Notez, les cyber-cafés le font depuis longtemps : on paye pour lire / envoyer ses emails. C’est là sans doute l’évolution qui pourrait VRAIMENT sauver la Poste, donner une nouvelle motivation à nos chers préposés. Oubliez ceux qui ont Internet chez eux, c’est mort ; la vraie bonne clientèle, ce sont les réfractaires, les « fracturés-numériques » , les anciens, les solitaires en quête de chaleur humaine. Donc, une pompe à bière derrière le guichet de la buraliste, des flacons sur les rayonnages, des ordis en libre service (payant), une ou deux aimables monitrices pour aider pépé à naviguer sur le Houèbe et rédiger son courrier, des flippers, un billard, un juke-box, des fléchettes comme chez les Rosbifs…… voilà qui va revitaliser les centre-villes de nos mornes bourgades. On pourrait pimenter ça avec des hôtesses… mais ne dérivons pas. Il faudra bien entendu revoir les horaires, décaler vers le soir, les week-ends…

Et c’est là que le bât blesse ! j’entends d’ici les protestations : et mes 35 heures ? et mes congés-maladie ?

Tibert

(*) Dans mon bled, la poste est fermée le lundi ; les autres jours, c’est selon… selon la vitesse du vent, les congés de maladie et les aléas des rotations de postes, c’est le cas de le dire. On peut devoir faire 25 km (pas à vélo ! les côtes sont redoutables) pour aller poster une lettre un peu urgente, de village – zut, la poste est fermée ici aussi – en village : ah tiens c’est ouvert ! Ou comment faire la peau aux services publics, notamment et en priorité là où il n’y a plus guère que ça pour donner un semblant de vie.

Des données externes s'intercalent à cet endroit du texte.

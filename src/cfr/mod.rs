//! Counterfactual regret minimization over an abstract extensive-form
//! game.
//!
//! The engine is generic: anything implementing [`Game`] can be trained
//! on. A [`Profile`] owns one [`Info`] record per reachable [`Bucket`]
//! (information set) and walks the tree recursively, accumulating
//! counterfactual regret for the traversing seat and re-matching its
//! current policy as it goes. The test build carries Kuhn poker as a
//! second implementation of the capability, small enough to check
//! convergence against a known equilibrium; it is test collateral, not
//! shipped API.

mod bucket;
mod game;
mod info;
#[cfg(test)]
mod kuhn;
mod profile;

pub use bucket::*;
pub use game::*;
pub use info::*;
pub use profile::*;

/// a distribution (or any weighting) over a small set of actions.
///
/// Vec over HashMap: action sets here are five entries at most, and a
/// linear scan beats hashing at that size while keeping iteration order
/// deterministic.
pub type Policy<A> = Vec<(A, crate::Probability)>;
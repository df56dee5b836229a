//! Players that can hold a seat at a [`Table`].
//!
//! one closed sum of agent kinds rather than an open trait object: the
//! driver matches on the variant, and every player exposes the same two
//! capabilities: pick a card for the state in front of you, and hear
//! that the deal ended.
//!
//! [`Table`]: crate::game::Table

mod cfr;
mod minimax;
mod random;

pub use cfr::*;
pub use minimax::*;
pub use random::*;

use crate::cards::Card;
use crate::game::Euchre;

pub enum Player {
    Cfr(CfrPlayer),
    Minimax(MinimaxPlayer),
    Random(RandomPlayer),
}

impl Player {
    pub fn act(&mut self, game: &Euchre) -> Card {
        match self {
            Player::Cfr(player) => player.act(game),
            Player::Minimax(player) => player.act(game),
            Player::Random(player) => player.act(game),
        }
    }
    pub fn end_game(&mut self) {
        match self {
            Player::Cfr(player) => player.end_game(),
            Player::Minimax(_) => {}
            Player::Random(_) => {}
        }
    }
}
use crate::HAND_SIZE;
use crate::KITTY_SIZE;
use crate::N;
use crate::Seat;
use crate::TRICKS;
use crate::Team;
use crate::Utility;
use crate::cards::Card;
use crate::cards::Deck;
use crate::cards::Ranking;
use crate::cards::Suit;
use crate::cards::SuitSet;
use crate::cfr::Bucket;
use crate::cfr::Game;
use crate::cfr::Turn;
use itertools::Itertools;
use rand::Rng;

/// one Euchre deal in its play phase. trump is fixed by the public
/// up-card; bidding and the kitty exchange are out of frame.
///
/// the state is a full deal from nobody's perspective: all four hands and
/// the kitty are materialized. what a single seat actually knows is
/// carried by its bucket (its own sorted hand plus the public history)
/// and by the per-seat void sets, which record every failure to follow
/// suit and constrain how hidden cards may be redealt.
#[derive(Debug, Clone, PartialEq)]
pub struct Euchre {
    pub(super) hands: [Vec<Card>; N],
    pub(super) voids: [SuitSet; N],
    pub(super) table: Vec<Card>,
    pub(super) history: Vec<Card>,
    pub(super) kitty: [Card; KITTY_SIZE],
    pub(super) tricks: [usize; 2],
    pub(super) lead_suit: Option<Suit>,
    pub(super) trump: Suit,
    pub(super) lead: Seat,
    pub(super) caller: Team,
    pub(super) actor: Seat,
}

impl Euchre {
    /// shuffle and deal a fresh hand: five sorted cards to each seat, the
    /// rest to the kitty with the up-card on top fixing trump, a random
    /// lead seat, and a random calling team.
    pub fn deal<R: Rng>(rng: &mut R) -> Self {
        let mut deck = Deck::new();
        deck.shuffle(rng);
        let hands = std::array::from_fn(|_| deck.deal(HAND_SIZE).into_iter().sorted().collect());
        let kitty: [Card; KITTY_SIZE] = deck
            .deal(KITTY_SIZE)
            .try_into()
            .expect("four cards left for the kitty");
        let lead = rng.random_range(0..N);
        Self {
            trump: kitty[0].suit(),
            caller: rng.random_range(0..crate::TEAMS),
            voids: [SuitSet::empty(); N],
            table: Vec::with_capacity(N),
            history: Vec::with_capacity(N * HAND_SIZE),
            tricks: [0; 2],
            lead_suit: None,
            actor: lead,
            hands,
            kitty,
            lead,
        }
    }

    pub fn trump(&self) -> Suit {
        self.trump
    }
    pub fn up_card(&self) -> Card {
        self.kitty[0]
    }

    /// the whole state pushed through the canonicalizing suit permutation
    /// for `trump`: every card in hands, table, history, and kitty, every
    /// void entry, the trump suit, and the led suit. hands are re-sorted.
    /// involutive: re-apply with the same argument to undo.
    pub fn permuted(&self, trump: Suit) -> Self {
        let map = |cards: &[Card]| {
            cards
                .iter()
                .map(|c| c.normalized(trump))
                .collect::<Vec<_>>()
        };
        Self {
            hands: std::array::from_fn(|seat| {
                map(&self.hands[seat]).into_iter().sorted().collect()
            }),
            voids: std::array::from_fn(|seat| self.voids[seat].normalized(trump)),
            table: map(&self.table),
            history: map(&self.history),
            kitty: self.kitty.map(|c| c.normalized(trump)),
            lead_suit: self.lead_suit.map(|s| s.normalized(trump)),
            trump: self.trump.normalized(trump),
            ..*self
        }
    }

    /// canonical form: the permutation that lands trump on Spades,
    /// collapsing the four trump-isomorphic copies of this state onto one
    /// strategy entry.
    pub fn normalized(&self) -> Self {
        self.permuted(self.trump)
    }

    /// completed tricks.
    fn played(&self) -> usize {
        self.tricks[0] + self.tricks[1]
    }

    fn resolve(&mut self) {
        let lead_suit = self.lead_suit.expect("a full trick has a led suit");
        let ranking = Ranking::from((self.trump, lead_suit));
        let (best, _) = self
            .table
            .iter()
            .enumerate()
            .max_by_key(|(_, card)| ranking.rank(**card))
            .expect("four cards on the table");
        let winner = (self.lead + best) % N;
        self.tricks[crate::team(winner)] += 1;
        self.lead = winner;
        self.actor = winner;
        self.table.clear();
        self.lead_suit = None;
    }
}

impl Game for Euchre {
    type Action = Card;

    /// legal plays for the seat to act: follow the led effective suit if
    /// possible, otherwise anything in hand. consecutive same-suit cards
    /// are collapsed onto their lowest member, since unplayed touching
    /// ranks win and lose the same tricks; without this reduction the
    /// branching is untrainable.
    // TODO: the collapse treats a left bower adjacent to its nominal
    // ten as touching when nothing has been led; splitting the bower out
    // of the run needs effective-suit-aware adjacency.
    fn choices(&self) -> Vec<Card> {
        let hand = &self.hands[self.actor];
        let playable = match self.lead_suit {
            None => hand.clone(),
            Some(lead) => {
                let follow = hand
                    .iter()
                    .copied()
                    .filter(|c| c.effective(self.trump) == lead)
                    .collect::<Vec<_>>();
                match follow.is_empty() {
                    true => hand.clone(),
                    false => follow,
                }
            }
        };
        let mut last = None;
        let mut choices = Vec::with_capacity(playable.len());
        for card in playable {
            if last != Some(u8::from(card) - 1) {
                choices.push(card);
            }
            last = Some(u8::from(card));
        }
        choices
    }

    /// play a card: out of the hand, onto the table and into the history.
    /// the first card of a trick fixes the led suit (a led bower leads
    /// trump); a failure to follow brands the seat void in the led suit;
    /// the fourth card resolves the trick and hands the lead to its
    /// winner.
    fn apply(&mut self, card: Card) {
        let hand = &mut self.hands[self.actor];
        let slot = hand
            .iter()
            .position(|c| *c == card)
            .expect("played card is in the actor's hand");
        hand.remove(slot);
        match self.lead_suit {
            None => self.lead_suit = Some(card.effective(self.trump)),
            Some(lead) => {
                if card.effective(self.trump) != lead {
                    self.voids[self.actor].insert(lead);
                }
            }
        }
        self.table.push(card);
        self.history.push(card);
        match self.table.len() == N {
            true => self.resolve(),
            false => self.actor = (self.actor + 1) % N,
        }
    }

    /// the deal ends early once the outcome is locked: a march (callers
    /// take all five) can only be confirmed on the last trick, but three
    /// defender tricks already decide a euchre.
    fn turn(&self) -> Turn {
        let attackers = self.caller;
        let defenders = 1 - self.caller;
        if self.tricks[attackers] == TRICKS
            || self.tricks[defenders] >= 3
            || self.played() == TRICKS
        {
            Turn::Terminal
        } else {
            Turn::Choice(self.actor)
        }
    }

    /// point swing from one seat's view. defenders taking the majority
    /// score two for the euchre; callers score two for a march and one
    /// otherwise. zero-sum across teams by construction.
    fn payoff(&self, seat: Seat) -> Utility {
        let attackers = self.caller;
        let defenders = 1 - self.caller;
        let mut points = [0i32; 2];
        if self.tricks[defenders] > self.tricks[attackers] {
            points[defenders] = 2;
        } else if self.tricks[attackers] == TRICKS {
            points[attackers] = 2;
        } else {
            points[attackers] = 1;
        }
        let team = crate::team(seat);
        (points[team] - points[1 - team]) as Utility
    }

    /// what the seat to act can see: its own sorted hand, zero-padded,
    /// then every card played this deal in order. nobody else's hand, and
    /// nothing of the hidden kitty.
    fn bucket(&self) -> Bucket {
        let mut bytes = [0u8; crate::cfr::BUCKET_WIDTH];
        for (i, card) in self.hands[self.actor].iter().enumerate() {
            bytes[i] = u8::from(*card);
        }
        for (i, card) in self.history.iter().enumerate() {
            bytes[HAND_SIZE + i] = u8::from(*card);
        }
        Bucket::from(bytes)
    }
}

impl std::fmt::Display for Euchre {
    fn fmt(&self, f: &mut std::fmt::Formatter) -> std::fmt::Result {
        write!(
            f,
            "trump {} up {} tricks {}-{} table",
            self.trump,
            self.up_card(),
            self.tricks[0],
            self.tricks[1],
        )?;
        for card in self.table.iter() {
            write!(f, " {}", card)?;
        }
        Ok(())
    }
}
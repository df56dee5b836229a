use crate::Seat;
use crate::Utility;
use crate::cards::Card;
use crate::cfr::Game;
use crate::cfr::Turn;
use crate::game::Euchre;

/// a perfect-information baseline: full-width team minimax over the open
/// deal, as if every hand were face up. exact but exponential, so only
/// practical from the late tricks; useful as the cheating upper bound
/// the trained agent is measured against.
pub struct MinimaxPlayer;

impl MinimaxPlayer {
    pub fn act(&self, game: &Euchre) -> Card {
        let seat = match game.turn() {
            Turn::Choice(seat) => seat,
            Turn::Terminal => panic!("act on a finished deal"),
        };
        Self::search(game, seat)
            .1
            .expect("live state has choices")
    }

    /// maximize for the seat's team, minimize on the other team's turns.
    /// both partners and both opponents share one zero-sum payoff, so a
    /// two-valued minimax suffices.
    fn search(game: &Euchre, seat: Seat) -> (Utility, Option<Card>) {
        match game.turn() {
            Turn::Terminal => (game.payoff(seat), None),
            Turn::Choice(actor) => {
                let mine = crate::team(actor) == crate::team(seat);
                let mut best: Option<(Utility, Card)> = None;
                for card in game.choices() {
                    let (value, _) = Self::search(&game.child(card), seat);
                    let better = match best {
                        None => true,
                        Some((incumbent, _)) => match mine {
                            true => value > incumbent,
                            false => value < incumbent,
                        },
                    };
                    if better {
                        best = Some((value, card));
                    }
                }
                let (value, card) = best.expect("live state has choices");
                (value, Some(card))
            }
        }
    }
}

2 thoughts on “Détruire les fractures”

  1. Détruire les fractures qu’il dit…
    Ouf ! Ce fil-ci, au moins, est rétabli. J’ai eu une poussée de sueurs froides en pensant hier soir vous adresser mes voeux de bonne année, bonne santé et tout ce qui les conforte. Le lien était HS. Non, « il » ne nous aurait pas joué ce tour de mauvais goût ! Meuh non, femme de peu de foi : ce n’était qu’une suspension pour maintenance, nouvel an oblige…
    Au plaisir de vous lire encore, toujours aussi affûté, grinçant et mal pensant, très bonne année à vous.
    Bien égoïstement.

    1. J’ai moi-même eu quelques sueurs froides avec « bad gateway » : ma passerelle était mauvaise ! mais un redémarrage opportun d’un serveur lointain a résolu le problème. Le serveur lointain, voilà l’ennemi ! quoi de plus proche, naturellement, qu’un serveur ?
      Et merci de vos voeux ! je tâcherai de rester grinçant et mal pensant : que des bonnes résolutions, donc.